Mainstream newspapers and the human rights organizations, NGOs and think-tanks they rely on for expert commentary, propagate ruling class positions under the guise of providing independent and neutral analyses. Their analyses implicitly accept certain values and assumptions: that the military strategy and foreign policies of the United States and its allies are guided by defensive and humanitarian considerations; that the countries and movements the United States opposes are hostile, threatening, despotic, contemptuous of human rights, and are best subordinated to US leadership and moral guidance; that tribunals, international courts and international law must be pressed into service to prosecute and punish others, but the United States must not be prevented by international law from exercising its moral authority and leadership. This doctrine has a political purpose: to engineer the consent of 9/10ths of humanity for their exploitation and oppression by a US state acting on behalf of the corporations and hereditary capitalist families that recruit and sponsor its personnel, formulate its policy through a network of think-tanks, and structure its decision-making.

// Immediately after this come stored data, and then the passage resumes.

impl<C: Communicator, I: ContactInterface> ContactStrategy<C, I> {
    /// *Collective.* One Newton iteration: evaluate the interfaces at
    /// `displacement`, update the active set and return the linearized
    /// contact terms.
    pub fn apply_force_stiff_contact(
        &mut self,
        displacement: &DistVector,
        step: i32,
        iter: i32,
        predictor: bool,
    ) -> Result<ContactContribution, ContactError> {
        let result = self.apply_force_stiff_contact_inner(displacement, step, iter, predictor);
        agree(&self.comm, result)
    }

    fn apply_force_stiff_contact_inner(
        &mut self,
        displacement: &DistVector,
        step: i32,
        iter: i32,
        predictor: bool,
    ) -> Result<ContactContribution, ContactError> {
        self.step = step;
        self.iter = iter;
        let comm = self.comm.clone();
        let mut clock = PhaseClock::start(&comm, self.params.timing_details)?;

        self.push_state(StateKind::NewDisplacement, displacement)?;
        clock.lap("set state")?;

        // self contact: slave and master are only known after the search
        if self.flags.self_contact {
            self.init_eval_interface()?;
            self.init_mortar()?;
        } else {
            self.init_mortar()?;
            self.init_eval_interface()?;
        }
        self.assemble_mortar()?;
        clock.lap("interface evaluation")?;

        if predictor {
            self.evaluate_rel_mov_predict()?;
        } else {
            self.evaluate_rel_mov()?;
            self.update_active_set_semi_smooth()?;
        }
        clock.lap("update active set")?;

        self.initialize()?;
        let mut contribution = self.evaluate()?;
        contribution.constraint_rhs = self.eval_constr_rhs()?;
        clock.lap("modify global system")?;

        self.forces = self.interface_forces()?;
        Ok(contribution)
    }

    /// *Collective.* Search and integrate every interface, then record a
    /// balance sample.
    pub fn init_eval_interface(&mut self) -> Result<(), ContactError> {
        let started = Instant::now();
        self.int_time = 0.0;
        let ghosting = self.params.parallel.ghosting;
        let (step, iter) = (self.step, self.iter);
        for iface in &mut self.interfaces {
            iface.initialize()?;
            match ghosting {
                ExtendGhosting::RoundRobin => {
                    iface.round_robin_detect_ghosting()?;
                    iface.evaluate(0, step, iter)?;
                }
                ExtendGhosting::Binning
                | ExtendGhosting::RedundantAll
                | ExtendGhosting::RedundantMaster => iface.evaluate(0, step, iter)?,
            }
            self.int_time += iface.integration_time();
        }
        self.check_parallel_distribution(started)
    }

    /// *Collective.* Fresh D, M and gap on the current slave layout.
    pub fn init_mortar(&mut self) -> Result<(), ContactError> {
        self.update_global_self_contact_state()?;
        let slave = &self.maps.slave_dofs;
        self.mortar.d = DistSparseMatrix::new("D", slave);
        self.mortar.m = DistSparseMatrix::new("M", slave);
        self.mortar.gap = match self.params.constraint_directions {
            ConstraintDirection::Xyz => DistVector::zeros(slave),
            ConstraintDirection::Ntt => DistVector::zeros(&self.maps.slave_nodes),
        };
        if self.flags.friction && self.trafo.is_some() {
            self.mortar.d_mod = Some(DistSparseMatrix::new("D mod", slave));
        }
        Ok(())
    }

    /// *Collective.* Re-read the slave and master sets of self-contact
    /// interfaces and move `z` and `Δz` onto the new slave map.
    pub fn update_global_self_contact_state(&mut self) -> Result<(), ContactError> {
        if !self.flags.self_contact {
            return Ok(());
        }
        let (sc_lm, sc_ref) = self
            .maps
            .self_contact
            .clone()
            .ok_or(ContactError::UnsupportedCombination(
                "self contact state without self contact multiplier maps",
            ))?;
        let mut lm_parts = Vec::with_capacity(self.interfaces.len());
        for iface in &mut self.interfaces {
            lm_parts.push(iface.update_self_contact_lag_mult_set(&sc_lm, &sc_ref)?);
        }
        let comm = &self.comm;
        let ifaces = &self.interfaces;
        let merge = |name: &'static str, pick: fn(&I) -> &DofMap| {
            DofMap::merge_many(comm, name, ifaces.iter().map(pick), false)
        };
        let slave_nodes = merge("slave nodes", |i| i.slave_row_nodes())?;
        let slave_dofs = merge("slave dofs", |i| i.slave_row_dofs())?;
        let master_nodes = merge("master nodes", |i| i.master_row_nodes())?;
        let master_dofs = merge("master dofs", |i| i.master_row_dofs())?;
        let lm_dofs = DofMap::merge_many(comm, "lm dofs", &lm_parts, false)?;
        let slave_master_dofs =
            DofMap::merge(comm, "slave and master dofs", &slave_dofs, &master_dofs, true)?;

        let (z, lost_z) = self.lm.z.export_to_counting_lost(comm, &slave_dofs)?;
        if lost_z > 0 {
            return Err(ContactError::SelfContactTransfer("lagrange multiplier"));
        }
        let (z_incr, lost_incr) = self.lm.z_incr.export_to_counting_lost(comm, &slave_dofs)?;
        if lost_incr > 0 {
            return Err(ContactError::SelfContactTransfer("lagrange multiplier increment"));
        }
        self.lm.z = z;
        self.lm.z_incr = z_incr;
        self.lm.z_old = self.lm.z_old.export_to(comm, &slave_dofs)?;
        self.lm.z_uzawa = self.lm.z_uzawa.export_to(comm, &slave_dofs)?;

        self.maps.slave_nodes = slave_nodes;
        self.maps.slave_dofs = slave_dofs;
        self.maps.master_nodes = master_nodes;
        self.maps.master_dofs = master_dofs;
        self.maps.slave_master_dofs = slave_master_dofs;
        self.maps.lm_dofs = lm_dofs;
        Ok(())
    }

    /// *Collective.* Collect D, M, gap and normals from every interface and
    /// complete them.
    pub fn assemble_mortar(&mut self) -> Result<(), ContactError> {
        for iface in &self.interfaces {
            iface.assemble_dm(&mut self.mortar.d, &mut self.mortar.m)?;
            iface.assemble_g(&mut self.mortar.gap)?;
        }
        self.mortar.d.complete(&self.comm, &self.maps.slave_dofs)?;
        self.mortar.m.complete(&self.comm, &self.maps.master_dofs)?;
        self.mortar.normals = Some(self.assemble_normal_matrix()?);
        Ok(())
    }

    fn assemble_normal_matrix(&self) -> Result<DistSparseMatrix, ContactError> {
        let mut n = DistSparseMatrix::new("N", &self.maps.slave_nodes);
        for iface in &self.interfaces {
            iface.assemble_normals(&mut n)?;
        }
        n.complete(&self.comm, &self.maps.slave_dofs)?;
        Ok(n)
    }

    /// *Collective.* Push `displacement`, recompute nodal normals and return
    /// the normal matrix (rows: slave nodes, columns: slave dofs).
    pub fn evaluate_normals(&mut self, displacement: &DistVector) -> Result<DistSparseMatrix, ContactError> {
        self.push_state(StateKind::NewDisplacement, displacement)?;
        for iface in &mut self.interfaces {
            iface.evaluate_nodal_normals()?;
        }
        let n = self.assemble_normal_matrix()?;
        self.mortar.normals = Some(n.clone());
        Ok(n)
    }

    /// *Collective.* Tangent matrix and weighted jump for frictional algebras.
    pub(crate) fn assemble_friction_terms(&mut self) -> Result<(), ContactError> {
        let slave = &self.maps.slave_dofs;
        let mut t = DistSparseMatrix::new("T", slave);
        let mut jump = DistVector::zeros(slave);
        for iface in &self.interfaces {
            iface.assemble_tangents(&mut t)?;
            iface.assemble_jump(&mut jump)?;
        }
        t.complete(&self.comm, slave)?;
        self.mortar.tangents = Some(t);
        self.mortar.jump = Some(jump);
        Ok(())
    }

    /// *Collective.* Evaluate the initial configuration once before the first
    /// step: seed the active set from the gap if requested and set up the
    /// friction history.
    pub fn evaluate_reference_state(&mut self) -> Result<(), ContactError> {
        let result = self.evaluate_reference_state_inner();
        agree(&self.comm, result)
    }

    fn evaluate_reference_state_inner(&mut self) -> Result<(), ContactError> {
        if !(self.flags.friction || self.params.init_contact_by_gap) {
            return Ok(());
        }
        self.init_mortar()?;
        self.init_eval_interface()?;
        self.assemble_mortar()?;

        if self.params.init_contact_by_gap {
            for iface in &mut self.interfaces {
                iface.build_active_set(true, &self.params)?;
            }
            self.merge_global_active_set()?;
            if self.maps.active.active_nodes.num_global() == 0 {
                return Err(ContactError::NoActiveNodes);
            }
            self.flags.was_in_contact_last_time_step = true;
        }

        if self.flags.friction {
            self.store_active_old()?;
            self.store_dm(super::DmStore::Old)?;
            self.store_to_old(HistoryKind::Dm)?;
            self.store_to_old(HistoryKind::NormalOld)?;
            if self.trafo.is_some() {
                self.mortar.d_old_mod = self.mortar.d_mod.clone();
            }
            self.evaluate_rel_mov()?;
        }

        self.unbalance.clear();
        Ok(())
    }

    /// *Collective.* Nodal relative movement for friction.
    pub fn evaluate_rel_mov(&mut self) -> Result<(), ContactError> {
        if !self.flags.friction {
            return Ok(());
        }
        let comm = &self.comm;
        let slave = &self.maps.slave_dofs;
        let d_mod = match &self.trafo {
            Some(trafo) => DistSparseMatrix::matmul(comm, "D mod", &self.mortar.d, &trafo.inverse)?
                .row_col_transform(comm, slave, slave)?,
            None => self.mortar.d.clone(),
        };

        let mut xs = DistVector::zeros(slave);
        for iface in &self.interfaces {
            iface.assemble_slave_coord(&mut xs)?;
        }
        if let Some(trafo) = &self.trafo {
            xs = trafo.trafo.multiply(comm, false, &xs)?.export_to(comm, slave)?;
        }
        let redundant = slave.allreduce(comm)?;
        let xs_all = xs.export_to(comm, &redundant)?;

        let d_old_mod = match &self.mortar.d_old_mod {
            Some(m) => m.clone(),
            None => self.mortar.d_old.clone(),
        };
        if !self.params.gp_slip_incr {
            for iface in &mut self.interfaces {
                iface.evaluate_rel_mov(&xs_all, &d_mod, &d_old_mod)?;
            }
        }
        self.mortar.d_mod = Some(d_mod);
        Ok(())
    }

    /// *Collective.* Predictor variant of [`evaluate_rel_mov`](Self::evaluate_rel_mov),
    /// delegated to the algebra.
    pub fn evaluate_rel_mov_predict(&mut self) -> Result<(), ContactError> {
        let (algebra, mut ctx) = self.algebra_parts();
        algebra.evaluate_rel_mov_predict(&mut ctx)
    }

    /// *Collective.* Slave and master force and moment resultants, `Dᵀz`
    /// and `−Mᵀz`. `None` unless interface force output is configured.
    pub fn interface_forces(&mut self) -> Result<Option<InterfaceForces>, ContactError> {
        if self.params.em_output == EmOutput::None {
            return Ok(None);
        }
        let comm = &self.comm;
        let z = self.lm.z.export_to(comm, self.mortar.d.row_map())?;
        let fs = self.mortar.d.multiply(comm, true, &z)?;
        let fm = self.mortar.m.multiply(comm, true, &z)?;

        let mut local = [0.0f64; 12];
        for iface in &self.interfaces {
            for gid in iface.slave_row_nodes().iter() {
                let node = iface.slave_node(gid).ok_or(ContactError::NodeNotFound(gid))?;
                let f: [f64; 3] = std::array::from_fn(|k| {
                    node.dofs.get(k).and_then(|d| fs.get(*d)).unwrap_or(0.0)
                });
                let mom = moment(&node.x_spatial, &f);
                for k in 0..3 {
                    local[k] += f[k];
                    local[6 + k] += mom[k];
                }
            }
            for gid in iface.master_row_nodes().iter() {
                let node = iface.master_node(gid).ok_or(ContactError::NodeNotFound(gid))?;
                let f: [f64; 3] = std::array::from_fn(|k| {
                    -node.dofs.get(k).and_then(|d| fm.get(*d)).unwrap_or(0.0)
                });
                let mom = moment(&node.x_spatial, &f);
                for k in 0..3 {
                    local[3 + k] += f[k];
                    local[9 + k] += mom[k];
                }
            }
        }
        let g = comm.sum_all_slice(&local)?;
        let part = |o: usize| -> [f64; 3] { [g[o], g[o + 1], g[o + 2]] };
        let forces = InterfaceForces {
            slave_force: part(0),
            master_force: part(3),
            slave_moment: part(6),
            master_moment: part(9),
        };
        if matches!(self.params.em_output, EmOutput::Screen | EmOutput::Both) && comm.rank() == 0 {
            log::info!(
                "interface forces: slave {:?} master {:?}",
                forces.slave_force,
                forces.master_force
            );
            log::info!(
                "interface moments: slave {:?} master {:?}",
                forces.slave_moment,
                forces.master_moment
            );
        }
        Ok(Some(forces))
    }
}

1. Julian Borger and Dale Fuchs, “Spanish judge accuses six top Bush officials of torture,” The Observer (UK), March 29, 2009.
2. Ibid.
3. Brian Murphy, “Sudan’s leader arrives in Qatar,” The Washington Post, March 30, 2009.
4. Michael Slackman and Robert F. Worth, “Often Split, Arab Leaders Unite for Sudan’s Chief, The New York Times, March 31, 2009.
5. Steven Erlanger and Thom Shanker, “Nato leaders debate Afghan strains at summit,” The New York Times, April 4, 2009.